Correspondence: Dr. Alexander S. Taylor at [email protected]
Value of a proposed grading system for predicting prognosis and mediastinal nodal metastasis in lung adenocarcinoma
The International Association for the Study of Lung Cancer recently proposed a grading system for lung adenocarcinoma. The authors conducted a study to validate the prognostic performance of the IASLC grading system and explore its role in guiding the strategy for lymph node dissection. They retrospectively assessed 1,029 patients with clinical stage I lung adenocarcinoma who underwent surgery between 2011 and 2013. The authors evaluated the association between mediastinal nodal metastasis and the grading system. Three pathologists evaluated the feasibility of identifying the grading system using frozen section diagnosis. The differences in prognosis between all neighboring grades were highly significant based on the grading system (P<.001). Notably, pN2 disease was found in only 1.4 percent of grade 1 lung adenocarcinoma patients, whereas higher rates were found in those with grade 2 lung adenocarcinoma (9.6 percent) and grade 3 lung adenocarcinoma (18.3 percent) (P<.001). Multivariate logistic regression analysis revealed that higher tumor grade was an independent predictor of mediastinal nodal metastasis (P=.002). Moreover, limited mediastinal lymph node dissection had an equivalent prognosis in grade 1 lung adenocarcinoma but a significantly worse prognosis in grade 2 and grade 3 lung adenocarcinoma than systematic mediastinal lymph node dissection.

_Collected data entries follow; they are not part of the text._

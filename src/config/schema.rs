//! Configuration schema definitions.
//!
//! This module defines the complete configuration structure for the proxy.
//! All types derive Serde traits for deserialization from config files.

use std::collections::HashMap;

use serde::{Deserialize, Serialize};

use crate::filters::FilterType;
use crate::resilience::errors::ErrorType;

/// Root configuration for the edge proxy.
#[derive(Debug, Clone, Deserialize, Serialize, Default)]
#[serde(default)]
pub struct ProxyConfig {
    /// Listener configuration (bind address).
    pub listener: ListenerConfig,

    /// Origin services requests are proxied to.
    pub origins: Vec<OriginConfig>,

    /// Route definitions mapping requests to origins.
    pub routes: Vec<RouteConfig>,

    /// Timeout configuration.
    pub timeouts: TimeoutConfig,

    /// Retry configuration.
    pub retries: RetryConfig,

    /// Filter pipeline settings.
    pub filters: FilterConfig,

    /// Client-facing status overrides per error type.
    pub errors: ErrorConfig,

    /// Passport (request timeline) settings.
    pub passport: PassportConfig,

    /// Untrusted proxy header / cookie policy.
    pub headers: HeaderPolicyConfig,

    /// Request body buffering.
    pub body: BodyConfig,

    /// Priority-floor load shedding.
    pub load_shedding: LoadSheddingConfig,

    /// Per-request debug mode.
    pub debug: DebugConfig,

    /// Health check settings.
    pub health_check: HealthCheckConfig,

    /// Observability settings.
    pub observability: ObservabilityConfig,
}

/// Listener configuration.
#[derive(Debug, Clone, Deserialize, Serialize)]
#[serde(default)]
pub struct ListenerConfig {
    /// Bind address (e.g., "0.0.0.0:8080").
    pub bind_address: String,
}

impl Default for ListenerConfig {
    fn default() -> Self {
        Self {
            bind_address: "0.0.0.0:8080".to_string(),
        }
    }
}

/// Server selection strategy within an origin.
#[derive(Debug, Clone, Copy, PartialEq, Eq, Deserialize, Serialize, Default)]
#[serde(rename_all = "snake_case")]
pub enum LoadBalancerStrategy {
    #[default]
    RoundRobin,
    LeastConnections,
}

/// An origin (backend service) and its servers.
#[derive(Debug, Clone, Deserialize, Serialize)]
pub struct OriginConfig {
    /// Origin name referenced by routes.
    pub name: String,

    /// Servers backing this origin.
    #[serde(default)]
    pub servers: Vec<ServerConfig>,

    #[serde(default)]
    pub load_balancer: LoadBalancerStrategy,

    /// Retries allowed per request; falls back to `retries.default_max_retries`.
    #[serde(default)]
    pub max_retries: Option<i32>,

    #[serde(default)]
    pub connect_timeout_ms: Option<u64>,

    #[serde(default)]
    pub read_timeout_ms: Option<u64>,

    /// Maximum in-flight requests to this origin across all servers.
    #[serde(default = "default_origin_concurrency")]
    pub concurrency_limit: usize,
}

fn default_origin_concurrency() -> usize {
    10_000
}

/// A single origin server.
#[derive(Debug, Clone, Deserialize, Serialize)]
pub struct ServerConfig {
    /// Server address (e.g., "127.0.0.1:3000").
    pub address: String,

    #[serde(default)]
    pub zone: Option<String>,

    #[serde(default)]
    pub region: Option<String>,

    #[serde(default)]
    pub app: Option<String>,

    /// Maximum concurrent connections to this server.
    #[serde(default = "default_max_server_conns")]
    pub max_connections: usize,
}

fn default_max_server_conns() -> usize {
    100
}

/// Route configuration mapping requests to origins.
#[derive(Debug, Clone, Deserialize, Serialize)]
pub struct RouteConfig {
    /// Route identifier for logging/metrics.
    pub name: String,

    /// Host header to match (exact match, case-insensitive).
    pub host: Option<String>,

    /// Path prefix to match.
    pub path_prefix: Option<String>,

    /// Origin name to forward to.
    pub origin: String,

    /// Route priority (higher = checked first).
    #[serde(default)]
    pub priority: u32,
}

/// Timeout configuration for origin communication.
#[derive(Debug, Clone, Deserialize, Serialize)]
#[serde(default)]
pub struct TimeoutConfig {
    /// Connection establishment timeout in milliseconds.
    pub connect_ms: u64,

    /// Time allowed for the origin to answer with response headers.
    pub read_ms: u64,

    /// Upper bound for per-request read timeout overrides.
    pub max_read_ms: u64,
}

impl Default for TimeoutConfig {
    fn default() -> Self {
        Self {
            connect_ms: 500,
            read_ms: 30_000,
            max_read_ms: 60_000,
        }
    }
}

/// Retry configuration.
#[derive(Debug, Clone, Deserialize, Serialize)]
#[serde(default)]
pub struct RetryConfig {
    /// Retries allowed per request when the origin does not say otherwise.
    pub default_max_retries: i32,

    /// Origin statuses that are retried on another server.
    pub retryable_statuses: Vec<u16>,

    /// Base delay for exponential backoff in milliseconds (0 = immediate).
    pub backoff_base_ms: u64,

    /// Maximum delay for exponential backoff in milliseconds.
    pub backoff_max_ms: u64,

    /// Consecutive origin failures that open the retry circuit breaker.
    pub breaker_failure_threshold: u32,

    /// Seconds before an open breaker allows retries again.
    pub breaker_recovery_secs: u64,
}

impl Default for RetryConfig {
    fn default() -> Self {
        Self {
            default_max_retries: 1,
            retryable_statuses: vec![503],
            backoff_base_ms: 0,
            backoff_max_ms: 1000,
            breaker_failure_threshold: 20,
            breaker_recovery_secs: 10,
        }
    }
}

/// Filter pipeline configuration.
#[derive(Debug, Clone, Deserialize, Serialize)]
#[serde(default)]
pub struct FilterConfig {
    /// Concurrency ceiling applied to every filter without an override.
    pub default_concurrency_limit: usize,

    /// Ceilings keyed by filter name.
    pub concurrency_limits: HashMap<String, usize>,

    /// Ceilings keyed by filter type.
    pub type_concurrency_limits: HashMap<FilterType, usize>,

    /// Filter names that are never run.
    pub disabled: Vec<String>,
}

impl Default for FilterConfig {
    fn default() -> Self {
        Self {
            default_concurrency_limit: 4000,
            concurrency_limits: HashMap::new(),
            type_concurrency_limits: HashMap::new(),
            disabled: Vec::new(),
        }
    }
}

impl FilterConfig {
    /// Resolve the ceiling for a filter: name override, then type override, then default.
    pub fn concurrency_limit_for(&self, name: &str, filter_type: FilterType) -> usize {
        self.concurrency_limits
            .get(name)
            .or_else(|| self.type_concurrency_limits.get(&filter_type))
            .copied()
            .unwrap_or(self.default_concurrency_limit)
    }

    pub fn is_disabled(&self, name: &str) -> bool {
        self.disabled.iter().any(|d| d == name)
    }
}

/// Client-facing status overrides.
#[derive(Debug, Clone, Deserialize, Serialize, Default)]
#[serde(default)]
pub struct ErrorConfig {
    pub status_overrides: HashMap<ErrorType, u16>,
}

/// Passport configuration.
#[derive(Debug, Clone, Deserialize, Serialize)]
#[serde(default)]
pub struct PassportConfig {
    /// Record per-chunk content states (high volume).
    pub content_chunk_states: bool,
}

impl Default for PassportConfig {
    fn default() -> Self {
        Self {
            content_chunk_states: true,
        }
    }
}

/// When inbound `X-Forwarded-*` style headers are trusted.
#[derive(Debug, Clone, Copy, PartialEq, Eq, Deserialize, Serialize, Default)]
#[serde(rename_all = "snake_case")]
pub enum AllowProxyHeaders {
    Always,
    #[default]
    TrustedPeers,
    Never,
}

/// Header hygiene for requests arriving from clients.
#[derive(Debug, Clone, Deserialize, Serialize)]
#[serde(default)]
pub struct HeaderPolicyConfig {
    pub allow_proxy_headers: AllowProxyHeaders,

    /// Peer IPs whose proxy headers are kept under `trusted_peers`.
    pub trusted_peers: Vec<String>,

    /// Headers considered proxy-controlled.
    pub untrusted_headers: Vec<String>,

    /// Cookie names removed from inbound `Cookie` headers.
    pub strip_cookies: Vec<String>,

    /// Append X-Forwarded-For/Proto/Host after stripping.
    pub add_forwarded_headers: bool,
}

impl Default for HeaderPolicyConfig {
    fn default() -> Self {
        Self {
            allow_proxy_headers: AllowProxyHeaders::TrustedPeers,
            trusted_peers: Vec::new(),
            untrusted_headers: vec![
                "x-forwarded-for".to_string(),
                "x-forwarded-host".to_string(),
                "x-forwarded-port".to_string(),
                "x-forwarded-proto".to_string(),
                "x-forwarded-proto-version".to_string(),
                "x-real-ip".to_string(),
            ],
            strip_cookies: Vec::new(),
            add_forwarded_headers: true,
        }
    }
}

/// Request body buffering.
#[derive(Debug, Clone, Deserialize, Serialize)]
#[serde(default)]
pub struct BodyConfig {
    /// Bodies larger than this are streamed without a replay copy.
    pub max_buffered_bytes: usize,
}

impl Default for BodyConfig {
    fn default() -> Self {
        Self {
            max_buffered_bytes: 2 * 1024 * 1024, // 2MB
        }
    }
}

/// Load shedding by raising the filter priority floor.
#[derive(Debug, Clone, Deserialize, Serialize)]
#[serde(default)]
pub struct LoadSheddingConfig {
    pub enabled: bool,

    /// Active requests above which new requests get the raised floor.
    pub active_request_threshold: u64,

    /// Floor applied while shedding; filters with lower priority are disabled.
    pub priority_floor: i32,
}

impl Default for LoadSheddingConfig {
    fn default() -> Self {
        Self {
            enabled: false,
            active_request_threshold: 5_000,
            priority_floor: 10,
        }
    }
}

/// Per-request debug mode.
#[derive(Debug, Clone, Deserialize, Serialize)]
#[serde(default)]
pub struct DebugConfig {
    pub enabled: bool,

    /// Request header that turns on debug mode when set to "true".
    pub header: String,
}

impl Default for DebugConfig {
    fn default() -> Self {
        Self {
            enabled: true,
            header: "x-edge-debug".to_string(),
        }
    }
}

/// Health check configuration.
#[derive(Debug, Clone, Deserialize, Serialize)]
#[serde(default)]
pub struct HealthCheckConfig {
    /// Enable active health checks.
    pub enabled: bool,

    /// Health check interval in seconds.
    pub interval_secs: u64,

    /// Health check timeout in seconds.
    pub timeout_secs: u64,

    /// Path to probe for HTTP health checks.
    pub path: String,

    /// Number of consecutive failures before marking unhealthy.
    pub unhealthy_threshold: u32,

    /// Number of consecutive successes before marking healthy.
    pub healthy_threshold: u32,
}

impl Default for HealthCheckConfig {
    fn default() -> Self {
        Self {
            enabled: false,
            interval_secs: 10,
            timeout_secs: 5,
            path: "/health".to_string(),
            unhealthy_threshold: 3,
            healthy_threshold: 2,
        }
    }
}

/// Log output format.
#[derive(Debug, Clone, Copy, PartialEq, Eq, Deserialize, Serialize, Default)]
#[serde(rename_all = "snake_case")]
pub enum LogFormat {
    #[default]
    Pretty,
    Json,
}

/// Observability configuration.
#[derive(Debug, Clone, Deserialize, Serialize)]
#[serde(default)]
pub struct ObservabilityConfig {
    /// Log level (trace, debug, info, warn, error).
    pub log_level: String,

    pub log_format: LogFormat,

    /// Enable metrics endpoint.
    pub metrics_enabled: bool,

    /// Metrics endpoint bind address.
    pub metrics_address: String,
}

impl Default for ObservabilityConfig {
    fn default() -> Self {
        Self {
            log_level: "info".to_string(),
            log_format: LogFormat::Pretty,
            metrics_enabled: true,
            metrics_address: "0.0.0.0:9090".to_string(),
        }
    }
}

#[cfg(test)]
mod tests {
    use super::*;

    #[test]
    fn test_minimal_toml_uses_defaults() {
        let config: ProxyConfig = toml::from_str(
            r#"
            [[origins]]
            name = "api"
            [[origins.servers]]
            address = "127.0.0.1:3000"

            [[routes]]
            name = "all"
            path_prefix = "/"
            origin = "api"
            "#,
        )
        .unwrap();

        assert_eq!(config.filters.default_concurrency_limit, 4000);
        assert_eq!(config.retries.retryable_statuses, vec![503]);
        assert_eq!(config.origins[0].servers[0].max_connections, 100);
        assert_eq!(config.origins[0].load_balancer, LoadBalancerStrategy::RoundRobin);
        assert!(config.passport.content_chunk_states);
    }

    #[test]
    fn test_filter_limit_precedence() {
        let config: ProxyConfig = toml::from_str(
            r#"
            [filters]
            default_concurrency_limit = 50
            [filters.concurrency_limits]
            routing = 5
            [filters.type_concurrency_limits]
            outbound = 7
            [errors.status_overrides]
            READ_TIMEOUT = 503
            "#,
        )
        .unwrap();

        let filters = &config.filters;
        assert_eq!(filters.concurrency_limit_for("routing", FilterType::Inbound), 5);
        assert_eq!(filters.concurrency_limit_for("debug", FilterType::Outbound), 7);
        assert_eq!(filters.concurrency_limit_for("other", FilterType::Inbound), 50);
        assert_eq!(
            config.errors.status_overrides.get(&ErrorType::ReadTimeout),
            Some(&503)
        );
    }
}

The overall accuracy of using intraoperative frozen section diagnosis to identify the IASLC grading system was 85.4 percent (κ =0.765), and substantial agreement was observed. The authors concluded that the IASLC grading system could accurately stratify prognosis and predict mediastinal nodal metastasis in patients with clinical stage I lung adenocarcinoma. Frozen section diagnosis was feasible for identifying the grading system.
Xu L, Su H, Hou L, et al. The IASLC proposed grading system accurately predicts prognosis and mediastinal nodal metastasis in patients with clinical stage I lung adenocarcinoma. Am J Surg Pathol. 2022;46(12):1633-1641.